EXERCISE:
Among the entries, find each line that includes the string "Some" and list it.

---- RECORD EXTRACTS

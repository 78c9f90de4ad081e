//! # 工作目录清理工具
//!
//! 按 keep 列表清理计算工作目录：目录顶层中不匹配任何保留模式的
//! 文件和子目录全部删除。
//!
//! ## 依赖关系
//! - 被 `commands/clean.rs` 调用

use crate::error::{BandkitError, Result};

use std::fs;
use std::path::Path;

/// 单次清理的统计结果
#[derive(Debug, Default)]
pub struct CleanReport {
    /// 已删除的条目名
    pub removed: Vec<String>,
    /// 被保留的条目名
    pub kept: Vec<String>,
}

/// 清理工作目录
///
/// 遍历 `dir` 的顶层条目，名字不匹配任何 `keep` 模式的一律删除
/// （文件直接删除，目录递归删除）。删除时条目已不存在则忽略，
/// 其余 I/O 错误（如权限不足）向上传播。
///
/// `dry_run` 为 true 时只统计，不实际删除。
pub fn clean_workdir(dir: &Path, keep: &[String], dry_run: bool) -> Result<CleanReport> {
    if !dir.is_dir() {
        return Err(BandkitError::DirectoryNotFound {
            path: dir.display().to_string(),
        });
    }

    let entries = fs::read_dir(dir).map_err(|e| BandkitError::FileReadError {
        path: dir.display().to_string(),
        source: e,
    })?;

    let mut report = CleanReport::default();

    for entry in entries.filter_map(|e| e.ok()) {
        let name = entry.file_name().to_string_lossy().to_string();

        if keep.iter().any(|pattern| glob_match(pattern, &name)) {
            report.kept.push(name);
            continue;
        }

        if !dry_run {
            let path = entry.path();
            let result = if path.is_dir() {
                fs::remove_dir_all(&path)
            } else {
                fs::remove_file(&path)
            };

            match result {
                Ok(()) => {}
                // 并发删除或失效的目录项：当作已删除
                Err(e) if e.kind() == std::io::ErrorKind::NotFound => {}
                Err(e) => {
                    return Err(BandkitError::RemoveError {
                        path: path.display().to_string(),
                        source: e,
                    })
                }
            }
        }

        report.removed.push(name);
    }

    Ok(report)
}

/// 简单 glob 匹配（支持 * 和 ? 通配符）
pub fn glob_match(pattern: &str, text: &str) -> bool {
    let pattern = pattern.as_bytes();
    let text = text.as_bytes();

    let mut p = 0;
    let mut t = 0;
    let mut star_p = None;
    let mut star_t = 0;

    while t < text.len() {
        if p < pattern.len() && (pattern[p] == b'?' || pattern[p] == text[t]) {
            p += 1;
            t += 1;
        } else if p < pattern.len() && pattern[p] == b'*' {
            star_p = Some(p);
            star_t = t;
            p += 1;
        } else if let Some(sp) = star_p {
            p = sp + 1;
            star_t += 1;
            t = star_t;
        } else {
            return false;
        }
    }

    while p < pattern.len() && pattern[p] == b'*' {
        p += 1;
    }

    p == pattern.len()
}

#[cfg(test)]
mod tests {
    use super::*;

    #[test]
    fn test_glob_match() {
        assert!(glob_match("*.abi", "Pt_band_.abi"));
        assert!(glob_match("*.sh", "Pt.sh"));
        assert!(!glob_match("*.abi", "Pt.sh"));
        assert!(glob_match("POSCAR*", "POSCAR"));
        assert!(glob_match("POSCAR*", "POSCAR_001"));
        assert!(glob_match("fig", "fig"));
        assert!(!glob_match("fig", "figure"));
        assert!(glob_match("band?.log", "band1.log"));
        assert!(!glob_match("band?.log", "band12.log"));
    }

    #[test]
    fn test_clean_workdir_keeps_and_removes() {
        let dir = std::env::temp_dir().join(format!("bandkit_clean_{}", std::process::id()));
        let _ = fs::remove_dir_all(&dir);
        fs::create_dir_all(dir.join("fig")).unwrap();
        fs::write(dir.join("run.sh"), "#!/bin/sh\n").unwrap();
        fs::write(dir.join("scratch.out"), "tmp\n").unwrap();
        fs::create_dir(dir.join("tmpdir")).unwrap();

        let keep = vec!["fig".to_string(), "*.sh".to_string()];
        let report = clean_workdir(&dir, &keep, false).unwrap();

        assert_eq!(report.removed.len(), 2);
        assert!(dir.join("fig").exists());
        assert!(dir.join("run.sh").exists());
        assert!(!dir.join("scratch.out").exists());
        assert!(!dir.join("tmpdir").exists());

        fs::remove_dir_all(&dir).unwrap();
    }

    #[test]
    fn test_clean_workdir_dry_run() {
        let dir = std::env::temp_dir().join(format!("bandkit_dry_{}", std::process::id()));
        let _ = fs::remove_dir_all(&dir);
        fs::create_dir_all(&dir).unwrap();
        fs::write(dir.join("scratch.out"), "tmp\n").unwrap();

        let report = clean_workdir(&dir, &[], true).unwrap();

        assert_eq!(report.removed, vec!["scratch.out".to_string()]);
        assert!(dir.join("scratch.out").exists());

        fs::remove_dir_all(&dir).unwrap();
    }

    #[test]
    fn test_clean_workdir_missing_dir() {
        let dir = std::env::temp_dir().join("bandkit_no_such_dir_xyzzy");
        assert!(clean_workdir(&dir, &[], false).is_err());
    }
}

--------

SOLVED EXERCISE:
            star_p = Some(p);
        } else if let Some(sp) = star_p {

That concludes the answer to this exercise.